The chapter on sex is fascinating. There is a possibility for a human to have two X chromosomes and one Y, or one X and no Y. For some individuals, “physical examination may be unable to determine an intersex individual’s sex, or whether it is even meaningful to label them male or female.” The critical region of the Y chromosome that determines sex is the SRV gene and ten percent of cases of sex reversal are caused by an unusual variant of the SRV gene. The SRV gene can also move to the X chromosome, which is very rare, as approximately only 1 in 80,000 births result in an infertile male with no Y chromosome. Of the dozens of sex-differentiation proteins found by researchers in 2010, 50% of sex reversal causes remain unknown.

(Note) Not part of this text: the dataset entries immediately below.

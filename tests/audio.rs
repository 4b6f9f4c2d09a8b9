#[cfg(test)]
mod tests {
    use deskbreak::libs::audio::AudioPlayer;
    use std::io::Write;

    #[test]
    fn test_set_track_rejects_missing_file() {
        let audio = AudioPlayer::spawn();
        assert!(!audio.set_track("/no/such/track.mp3".as_ref()));
        assert_eq!(audio.current_track(), None);
    }

    #[test]
    fn test_set_track_accepts_existing_file() {
        let audio = AudioPlayer::spawn();
        let mut file = tempfile::NamedTempFile::new().unwrap();
        file.write_all(b"not really audio").unwrap();

        assert!(audio.set_track(file.path()));
        assert_eq!(audio.current_track(), Some(file.path().to_path_buf()));
    }

    #[test]
    fn test_playback_operations_never_panic() {
        // Playback is best-effort: with no track, no device, or garbage
        // input every operation must be a silent no-op.
        let audio = AudioPlayer::spawn();
        audio.play(true);
        audio.play(false);
        audio.stop();
        audio.stop();
        audio.set_volume(0.5);
        audio.set_volume(7.0); // clamped
        audio.set_volume(-1.0); // clamped
    }
}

There is a chapter on epigenetics, that is, how the environment can change our chromosomes. Here Schattner asks more questions than he has answers to, including how do scientists disentangle environmental from genetic influence, and how can a scientist determine if a trait influenced by genetics at all? Often there are no obvious clues to determine inherited versus environmental influences and the scientist has to look at statistical ranges of an attribute’s presence.

There’s a lot more to Sex, Love and DNA. There’s a section on learning and memory where the author makes a very insightful aside that the intelligent don’t attempt to define intelligence. Despite this, there is a common measure of intelligence—the amount of time it takes to learn something. Intelligence as such is tested by problem solving and memory tests. The problem is there are hundreds of genes that affect problem solving and memory. Genetics studies that would be unethical on humans are adapted for animals, most commonly in the form of rats and mazes.

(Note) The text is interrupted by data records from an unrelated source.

//! Work/break cycle monitor.
//!
//! The monitor owns the WORK/PROMPT/BREAK/SNOOZE state machine and the
//! activity-aware countdown behind it. A background task ticks once a second:
//! while the session is active and the state is `Work` the remaining time is
//! decremented by the measured wall-clock delta (robust to scheduler jitter
//! and sleep, deliberately not corrected for system clock changes); when it
//! hits zero the task pauses external media, starts the reminder audio and
//! blocks inside the full-screen [`ReminderPrompt`] until the user decides.
//! Only one reminder can ever be open because the loop itself is the thread
//! that shows it.
//!
//! The timer freezes whenever the session looks locked or no input has been
//! seen for [`IDLE_PAUSE_THRESHOLD_SECS`]; paused spans are never charged
//! against the countdown.
//!
//! All mutable fields live behind a single mutex so the tray poller and the
//! dialog threads can read and command the monitor at any time. The mutex is
//! never held across a blocking GUI call.

use super::audio::AudioPlayer;
use super::idle;
use super::media;
use super::prompt::{PromptCallback, ReminderPrompt};
use crate::libs::config::{WORK_DURATION_MAX, WORK_DURATION_MIN};
use crate::libs::formatter::format_mm_ss;
use crate::libs::messages::Message;
use crate::{msg_bail_anyhow, msg_debug, msg_error, msg_info};
use anyhow::Result;
use parking_lot::Mutex;
use std::sync::Arc;
use std::time::{Duration, Instant};

/// Break length counted down by the reminder window, seconds.
pub const BREAK_DURATION_SECS: u32 = 300;
/// Remaining work time applied when the user snoozes, seconds.
pub const SNOOZE_DURATION_SECS: f64 = 300.0;
/// Seconds without input before the timer pauses.
pub const IDLE_PAUSE_THRESHOLD_SECS: f64 = 1200.0;

const TICK: Duration = Duration::from_secs(1);
const REMINDER_MESSAGE: &str = "阅读结束，请起身活动 5 分钟！";

#[derive(Debug, Clone, Copy, PartialEq, Eq)]
pub enum MonitorState {
    Work,
    Prompt,
    Break,
    Snooze,
}

impl MonitorState {
    /// Tray status label.
    pub fn label(&self) -> &'static str {
        match self {
            MonitorState::Work => "工作中",
            MonitorState::Prompt => "提醒中",
            MonitorState::Break => "休息中",
            MonitorState::Snooze => "已推迟",
        }
    }
}

struct Shared {
    state: MonitorState,
    work_duration_minutes: u64,
    work_time_remaining: f64,
    paused: bool,
    completed_rounds: u64,
    running: bool,
    last_sync: Instant,
}

/// Point-in-time copy of the monitor state for display.
#[derive(Debug, Clone)]
pub struct MonitorSnapshot {
    pub state: MonitorState,
    pub work_time_remaining: f64,
    pub work_duration_minutes: u64,
    pub completed_rounds: u64,
    pub paused: bool,
}

impl MonitorSnapshot {
    /// Status line shown in the tray tooltip and menu.
    pub fn status_line(&self) -> String {
        format!(
            "状态: {} | 剩余: {} | 已完成: {} 轮",
            self.state.label(),
            format_mm_ss(self.work_time_remaining as u64),
            self.completed_rounds
        )
    }
}

/// Handle to the monitor; clones share the same state.
#[derive(Clone)]
pub struct Monitor {
    shared: Arc<Mutex<Shared>>,
    audio: AudioPlayer,
}

impl Monitor {
    pub fn new(work_duration_minutes: u64, audio: AudioPlayer) -> Self {
        Monitor {
            shared: Arc::new(Mutex::new(Shared {
                state: MonitorState::Work,
                work_duration_minutes,
                work_time_remaining: (work_duration_minutes * 60) as f64,
                paused: false,
                completed_rounds: 0,
                running: true,
                last_sync: Instant::now(),
            })),
            audio,
        }
    }

    pub fn snapshot(&self) -> MonitorSnapshot {
        let shared = self.shared.lock();
        MonitorSnapshot {
            state: shared.state,
            work_time_remaining: shared.work_time_remaining,
            work_duration_minutes: shared.work_duration_minutes,
            completed_rounds: shared.completed_rounds,
            paused: shared.paused,
        }
    }

    pub fn is_running(&self) -> bool {
        self.shared.lock().running
    }

    /// Updates the paused flag from the lock/idle signals, logging only the
    /// transitions. Returns the evaluated pause condition.
    pub fn evaluate_pause(&self, locked: bool, idle_secs: f64) -> bool {
        let should_pause = locked || idle_secs >= IDLE_PAUSE_THRESHOLD_SECS;
        let mut shared = self.shared.lock();
        if should_pause && !shared.paused {
            shared.paused = true;
            if locked {
                msg_info!(Message::MonitorPausedLocked);
            } else {
                msg_info!(Message::MonitorPausedIdle(idle_secs as u64));
            }
        } else if !should_pause && shared.paused {
            shared.paused = false;
            msg_info!(Message::MonitorResumed);
        }
        should_pause
    }

    /// Applies an elapsed wall-clock delta to the countdown. Time is charged
    /// only in `Work` state while not paused; the remainder is clamped at
    /// zero. Returns `true` when the work time is used up.
    pub fn advance(&self, elapsed_secs: f64) -> bool {
        let mut shared = self.shared.lock();
        if shared.paused || shared.state != MonitorState::Work {
            return false;
        }
        if shared.work_time_remaining > 0.0 {
            shared.work_time_remaining = (shared.work_time_remaining - elapsed_secs).max(0.0);
        }
        shared.work_time_remaining <= 0.0
    }

    /// Measures the delta since the last tick and advances the countdown.
    fn tick(&self) -> bool {
        let now = Instant::now();
        let elapsed = {
            let mut shared = self.shared.lock();
            let elapsed = now.duration_since(shared.last_sync);
            shared.last_sync = now;
            elapsed
        };
        self.advance(elapsed.as_secs_f64())
    }

    fn resync(&self) {
        self.shared.lock().last_sync = Instant::now();
    }

    /// Main loop. Ticks at 1 Hz until [`Monitor::stop`] is called; blocks
    /// for the whole lifetime of every reminder window it opens.
    pub async fn run(&self) {
        let work_duration = self.snapshot().work_duration_minutes;
        msg_info!(Message::MonitorStarted {
            work_duration,
            idle_threshold: IDLE_PAUSE_THRESHOLD_SECS as u64,
        });

        loop {
            if !self.is_running() {
                break;
            }

            let locked = idle::is_session_locked();
            let idle_secs = idle::idle_seconds();
            if self.evaluate_pause(locked, idle_secs) {
                tokio::time::sleep(TICK).await;
                // No time is charged for the span spent paused.
                self.resync();
                continue;
            }

            if self.tick() {
                self.trigger_break().await;
                self.resync();
            } else {
                tokio::time::sleep(TICK).await;
            }
        }

        msg_info!(Message::MonitorStopped);
    }

    /// WORK → PROMPT: pauses external media, marks the prompt state and
    /// starts the reminder loop. Showing the window is the caller's job.
    pub fn enter_prompt(&self) {
        media::pause_all();
        self.shared.lock().state = MonitorState::Prompt;
        self.audio.play(true);
    }

    /// Settles state after the reminder window went away. A window that
    /// closed in `Prompt` (no choice was made) or `Break` (countdown ran
    /// out) resets to a fresh work cycle; a snoozed window has already
    /// re-entered `Work` with reduced time.
    pub fn finish_prompt(&self) {
        let state = self.shared.lock().state;
        if matches!(state, MonitorState::Prompt | MonitorState::Break) {
            msg_info!(Message::PromptClosed(format!("{:?}", state)));
            self.reset_work();
        }
    }

    async fn trigger_break(&self) {
        msg_info!(Message::BreakTriggered);
        self.enter_prompt();

        let on_rest: PromptCallback = {
            let monitor = self.clone();
            Box::new(move || monitor.start_rest())
        };
        let on_snooze: PromptCallback = {
            let monitor = self.clone();
            Box::new(move || monitor.snooze())
        };
        let prompt = ReminderPrompt::new(REMINDER_MESSAGE, BREAK_DURATION_SECS, on_rest, on_snooze);

        let shown = tokio::task::spawn_blocking(move || prompt.show()).await;
        match shown {
            Ok(Ok(outcome)) => msg_debug!(format!("reminder window returned {:?}", outcome)),
            Ok(Err(e)) => {
                // A broken dialog must not leave the user stuck: treat it as
                // a finished break without the round credit.
                msg_error!(Message::PromptFailed(e.to_string()));
                self.audio.stop();
                self.reset_work();
                return;
            }
            Err(e) => {
                msg_error!(Message::PromptFailed(e.to_string()));
                self.audio.stop();
                self.reset_work();
                return;
            }
        }

        self.finish_prompt();
    }

    /// PROMPT → BREAK: the reminder window owns the countdown from here, the
    /// monitor only records the state. Audio keeps looping through the rest.
    pub fn start_rest(&self) {
        self.shared.lock().state = MonitorState::Break;
        msg_info!(Message::RestStarted);
    }

    /// PROMPT → WORK via the transient SNOOZE marker: stops the reminder
    /// audio, shortens the cycle to [`SNOOZE_DURATION_SECS`] and resumes
    /// external media.
    pub fn snooze(&self) {
        self.audio.stop();
        {
            let mut shared = self.shared.lock();
            shared.state = MonitorState::Snooze;
            shared.work_time_remaining = SNOOZE_DURATION_SECS;
            shared.last_sync = Instant::now();
            // The snoozed marker is transient: the shortened cycle counts as
            // regular work right away.
            shared.state = MonitorState::Work;
        }
        media::resume_all();
        msg_info!(Message::Snoozed);
    }

    /// Resets to a fresh work cycle. Counts the round when a break actually
    /// completed and resumes external media when a reminder was interrupting
    /// playback.
    pub fn reset_work(&self) {
        self.audio.stop();
        let resume_media = {
            let mut shared = self.shared.lock();
            let interrupting = matches!(shared.state, MonitorState::Prompt | MonitorState::Break | MonitorState::Snooze);
            if shared.state == MonitorState::Break {
                shared.completed_rounds += 1;
                msg_info!(Message::BreakCompleted(shared.completed_rounds));
            }
            shared.state = MonitorState::Work;
            shared.work_time_remaining = (shared.work_duration_minutes * 60) as f64;
            shared.last_sync = Instant::now();
            interrupting
        };
        if resume_media {
            media::resume_all();
        }
    }

    /// Sets a new work duration and restarts the cycle with it.
    pub fn update_work_duration(&self, minutes: u64) -> Result<()> {
        if !(WORK_DURATION_MIN..=WORK_DURATION_MAX).contains(&minutes) {
            msg_bail_anyhow!(Message::InvalidDurationRange);
        }
        self.shared.lock().work_duration_minutes = minutes;
        self.reset_work();
        msg_info!(Message::WorkDurationUpdated(minutes));
        Ok(())
    }

    /// Cooperative shutdown: the loop exits on its next tick. An open
    /// reminder window is not torn down; process exit takes it along.
    /// Idempotent.
    pub fn stop(&self) {
        self.shared.lock().running = false;
        self.audio.stop();
    }
}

There are sections on diet and longevity, nature versus nurture, how chromosomes degrade and the relationship between chromosome degradation and the length of life. There’s a section on athletes, heredity factors, and the genes and hormones that affect endurance and strength. The last chapter addresses the limits of science and the need to separate questions on science from questions on morals and ethics, and argues for keeping a cautious, reasoned, slow approach to the science of genetics.

Sex, Love and DNA is a wonderful introduction to genetics. Reading this book raises a feeling similar to watching one of those fascinating National Geographic specials—the one where you are so entertained, you do not realize you are learning.